We avoided the Super Bowl until we stopped by Sam's Club shopping for printer ink.
There IT was! The Game! Blaring from several large screen TVs! We then headed over to Fuddrucker's for dinner and saw most patrons had positioned themselves in order to get a good view at numerous television sets which were all showing the Super Bowl.

None of this is a shock to us, knowing that in Texas there are two denominations:
Baptist and Football. So, I, being a Baptist, find the blurring of the two faiths somewhat of a mystery, but they seems to go hand in hand here, in ways I had never quite experienced prior to moving.

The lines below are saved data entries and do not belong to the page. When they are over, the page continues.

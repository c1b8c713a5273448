//! Startup settings
//!
//! Settings are layered: built-in defaults, then an optional TOML file,
//! then command-line flags. A config file may set any subset of keys:
//!
//! ```toml
//! device = "usbmon1"
//! bus = 1
//! output = "/var/tmp/keys.txt"
//! daemon = true
//! immediate = true
//! ```

use serde::{Deserialize, Serialize};
use std::path::{Path, PathBuf};

use crate::error::ConfigError;
use crate::usbmon::CaptureOptions;

/// Capture device used when none is given
pub const DEFAULT_DEVICE: &str = "usbmon0";

/// One layer of optional settings (config file or command line)
#[derive(Debug, Clone, Default, PartialEq, Eq, Serialize, Deserialize)]
#[serde(deny_unknown_fields)]
pub struct SettingsLayer {
    pub device: Option<String>,
    /// Only decode frames from this bus (0 = all)
    pub bus: Option<u16>,
    /// Append decoded text here instead of stdout
    pub output: Option<PathBuf>,
    pub daemon: Option<bool>,
    pub immediate: Option<bool>,
}

impl SettingsLayer {
    /// Load a layer from a TOML file
    pub fn load(path: &Path) -> Result<Self, ConfigError> {
        let content = std::fs::read_to_string(path).map_err(|source| ConfigError::Read {
            path: path.to_path_buf(),
            source,
        })?;
        toml::from_str(&content).map_err(|source| ConfigError::Parse {
            path: path.to_path_buf(),
            source,
        })
    }

    /// Values set in `other` win
    pub fn merge(self, other: SettingsLayer) -> Self {
        Self {
            device: other.device.or(self.device),
            bus: other.bus.or(self.bus),
            output: other.output.or(self.output),
            daemon: other.daemon.or(self.daemon),
            immediate: other.immediate.or(self.immediate),
        }
    }
}

/// Resolved settings for a run
#[derive(Debug, Clone, PartialEq, Eq)]
pub struct Settings {
    pub device: String,
    pub bus: u16,
    pub output: Option<PathBuf>,
    pub daemon: bool,
    pub immediate: bool,
}

impl Default for Settings {
    fn default() -> Self {
        Self {
            device: DEFAULT_DEVICE.to_string(),
            bus: 0,
            output: None,
            daemon: false,
            immediate: true,
        }
    }
}

impl Settings {
    /// Apply a layer over the defaults and validate the result
    pub fn from_layer(layer: SettingsLayer) -> Result<Self, ConfigError> {
        let defaults = Self::default();
        let settings = Self {
            device: layer.device.unwrap_or(defaults.device),
            bus: layer.bus.unwrap_or(defaults.bus),
            output: layer.output.or(defaults.output),
            daemon: layer.daemon.unwrap_or(defaults.daemon),
            immediate: layer.immediate.unwrap_or(defaults.immediate),
        };

        if settings.daemon && settings.output.is_none() {
            return Err(ConfigError::DaemonWithoutOutput);
        }
        Ok(settings)
    }

    /// Resolve defaults ← optional config file ← command line
    pub fn resolve(config: Option<&Path>, cli: SettingsLayer) -> Result<Self, ConfigError> {
        let file = match config {
            Some(path) => SettingsLayer::load(path)?,
            None => SettingsLayer::default(),
        };
        Self::from_layer(file.merge(cli))
    }

    pub fn capture_options(&self) -> CaptureOptions {
        CaptureOptions {
            immediate: self.immediate,
            ..CaptureOptions::default()
        }
    }
}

Texans really like football. I mean, they REALLY like football. So it seems you can run from the Super Bowl here, but you cannot hide.

Hey Bill! When's that trip to Japan coming up?

Wednesday, February 01, 2006

Is this a reach?

Flipping across the dial tonight (what's a dial?) the wife and I ended up watching "Casablanca" on Turner Classic Movies. It's seems SO cliche to say what a GREAT movie this is, but it really IS a great movie! Watching a film where you see people in conflict actually beginning to steer their lives in a better direction and choose good over evil, as Victor Laslo tells Rick, is simply amazing. Just wonderful.

It reminded me of another Bogart movie I haven't seen in years: "Key Largo". I may be going out on a limb here and tieing the ridiculous and the sublime to the same hitching post, but did you ever notice the common theme this movie shares with the Steven Segal movie "Under Seige"?

The bad guys come in and take over a hotel/ship little knowing they have a trained killer in their midst. In the end, both heroes (Bogie and Segal) take out the bad guys who are not a match for the hero's military training. Coincidence or something more?